They jokes
Why do Americans suck at chess? Because they lost two towers.
So, Little Johnny's teacher is warned at the beginning of the school year not to ever make a bet with Johnny unless she is absolutely sure she will win it. One day in class, Johnny raises his hand and says, "Teacher, I'll bet you $50 I can guess what color your underwear is." She replies, "Okay, meet me after class and we'll settle it." But before class ends, she goes to the restroom and removes her panties. After class is over and the students clear out, Johnny makes his guess. "Blue." "Nope. You got it wrong," she says as she lifts her skirt to reveal she isn't wearing any underwear. "Well, come with me out to my dad's car, he's waiting for me, and I'll get you the money." She follows him out. When they get to the car, she informs his dad that he got the bet wrong and that she showed Johnny that she wasn't wearing any underwear. His dad exclaims: "That mother fucker! He bet me $100 this morning that he'd see your pussy before the end of the day!"

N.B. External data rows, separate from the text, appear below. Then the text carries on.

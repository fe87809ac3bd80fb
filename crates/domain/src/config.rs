//! Configuration structures for the credential subsystem

use std::str::FromStr;

use serde::{Deserialize, Serialize};

use crate::constants::{DEFAULT_HTTP_TIMEOUT_SECS, DEFAULT_REFRESH_MARGIN_SECS};

/// Which backing store wins when both the injected secrets mapping and the
/// local token file are present.
///
/// The injected mapping is the cloud-environment signal, so it wins by
/// default; deployments that want the file to take priority can flip this.
#[derive(Debug, Clone, Copy, Default, PartialEq, Eq, Serialize, Deserialize)]
#[serde(rename_all = "snake_case")]
pub enum SourcePrecedence {
    /// Injected secrets mapping is consulted first (default).
    #[default]
    PreferInjected,
    /// Local token file is consulted first.
    PreferFile,
}

impl FromStr for SourcePrecedence {
    type Err = String;

    fn from_str(s: &str) -> std::result::Result<Self, Self::Err> {
        match s.to_ascii_lowercase().as_str() {
            "prefer_injected" | "injected" | "secrets" => Ok(Self::PreferInjected),
            "prefer_file" | "file" => Ok(Self::PreferFile),
            other => Err(format!("unknown source precedence: {other}")),
        }
    }
}

/// Settings for the Gmail credential subsystem.
#[derive(Debug, Clone, PartialEq, Serialize, Deserialize)]
#[serde(default)]
pub struct GmailSettings {
    /// Path of the persisted token file (read-write source).
    pub token_file: String,
    /// Path of the injected secrets mapping materialized by the hosting
    /// platform (read-only source).
    pub secrets_file: String,
    /// Which source wins when both are present.
    pub source_precedence: SourcePrecedence,
    /// Safety margin before expiry at which a token is refreshed early.
    pub refresh_margin_seconds: i64,
    /// Timeout applied to token refresh and Gmail API requests.
    pub http_timeout_seconds: u64,
}

impl Default for GmailSettings {
    fn default() -> Self {
        Self {
            token_file: "token.json".to_string(),
            secrets_file: "secrets.toml".to_string(),
            source_precedence: SourcePrecedence::default(),
            refresh_margin_seconds: DEFAULT_REFRESH_MARGIN_SECS,
            http_timeout_seconds: DEFAULT_HTTP_TIMEOUT_SECS,
        }
    }
}

#[cfg(test)]
mod tests {
    use super::*;

    #[test]
    fn defaults_match_documented_values() {
        let settings = GmailSettings::default();
        assert_eq!(settings.token_file, "token.json");
        assert_eq!(settings.secrets_file, "secrets.toml");
        assert_eq!(settings.source_precedence, SourcePrecedence::PreferInjected);
        assert_eq!(settings.refresh_margin_seconds, 60);
        assert_eq!(settings.http_timeout_seconds, 30);
    }

    #[test]
    fn precedence_parses_common_spellings() {
        assert_eq!("injected".parse::<SourcePrecedence>(), Ok(SourcePrecedence::PreferInjected));
        assert_eq!("prefer_file".parse::<SourcePrecedence>(), Ok(SourcePrecedence::PreferFile));
        assert!("keychain".parse::<SourcePrecedence>().is_err());
    }

    #[test]
    fn settings_deserialize_from_partial_toml() {
        let settings: GmailSettings =
            toml_like_json(r#"{"token_file": "/var/lib/primeline/token.json"}"#);
        assert_eq!(settings.token_file, "/var/lib/primeline/token.json");
        // Unspecified fields fall back to defaults
        assert_eq!(settings.refresh_margin_seconds, 60);
    }

    fn toml_like_json(raw: &str) -> GmailSettings {
        serde_json::from_str(raw).unwrap()
    }
}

Japanese people are so cool and organized, they have their own ways of suicide.
Why were the Twin Towers mad? Because when they spawned in a Minecraft world, all they got was plains.
What did the orphan say to his parents? Nothing, cause they left him.
Q: Who are the fastest readers? A: Twin Tower victims, they got 80 stories in ten seconds.
Ever tried Ethiopian food? No? Neither have they.
Why were the Twin Towers mad? Because they ordered pepperoni but instead they got... Plane.
Remember kids if ur ever mad beat up an orphan what are they gonna do call their mom??
When deaf people see someone yawning, do they think they're screaming?
A guy was on trial for murder, and if convicted, would get the electric chair. His brother found out that a redneck was on the jury and figured he would be the one to bribe. He told the redneck that he would be paid $10,000 if he could convince the rest of the jury to reduce the charge to manslaughter.
The jury was out an entire week and returned with a verdict of manslaughter.
After the trial, the brother went to the redneck's house, told him what a great job he had done, and paid him the $10,000.
The redneck replied that it wasn't easy to convince the rest of the jury to change the charge to manslaughter. They all thought he was not guilty and wanted to let him go.
A brunette, a red-head, and a blonde are being chased by bandits. They are chased to the edge of a cliff and a genie appears.
"I will help you escape," says the genie, "say what you wish to turn into, and you will become that thing."
The brunette jumps off the cliff and says "Hawk." She turns into a hawk and flies away. The red-head says "Falcon." She turns into a falcon and flies away. Now the blonde is alone and the bandits are getting closer. She makes her decision and backs up, then runs toward the cliff. And...she trips and says "Crap."
The End
What does a phone and a grandma have in common? They both die.
What's the difference between them? If you shove something up your grandma's ass, she won't come back to life.
A couple were trying new things in the bedroom to spice up their marriage. The husband would blindfold the wife, put on a condom and she would guess the flavor. They did this one time a night.
The first night, she put the blindfold on and he put the condom on his dick and she tasted it, she immediately knew it was strawberry. The second night, the same thing happened except it was banana. The third night, she put the blindfold on and tasted his dick and said, "Eww it tastes like cheese and onions." The husband replied, "Hang on I haven't put the condom on yet."
Q: There were two tampons walking down the road the other day. Guess what they said to each other?
A: Nothing, 'cause they're both stuck-up cunts.
Women are like iPhones, you have to touch them all over before they respond. Men are like Blackberrys, rub one ball and everything moves!
I got fired from my job today at a banana factory. They said to throw away the bad ones, so I threw away the bent ones.
Stop making 9/11 jokes. They don't land so well.
China is as fake as bitches with plastic surgery, and they talk about body positivity.
How many emo kids does it take to screw in a bulb?
None, because they all cry in the dark.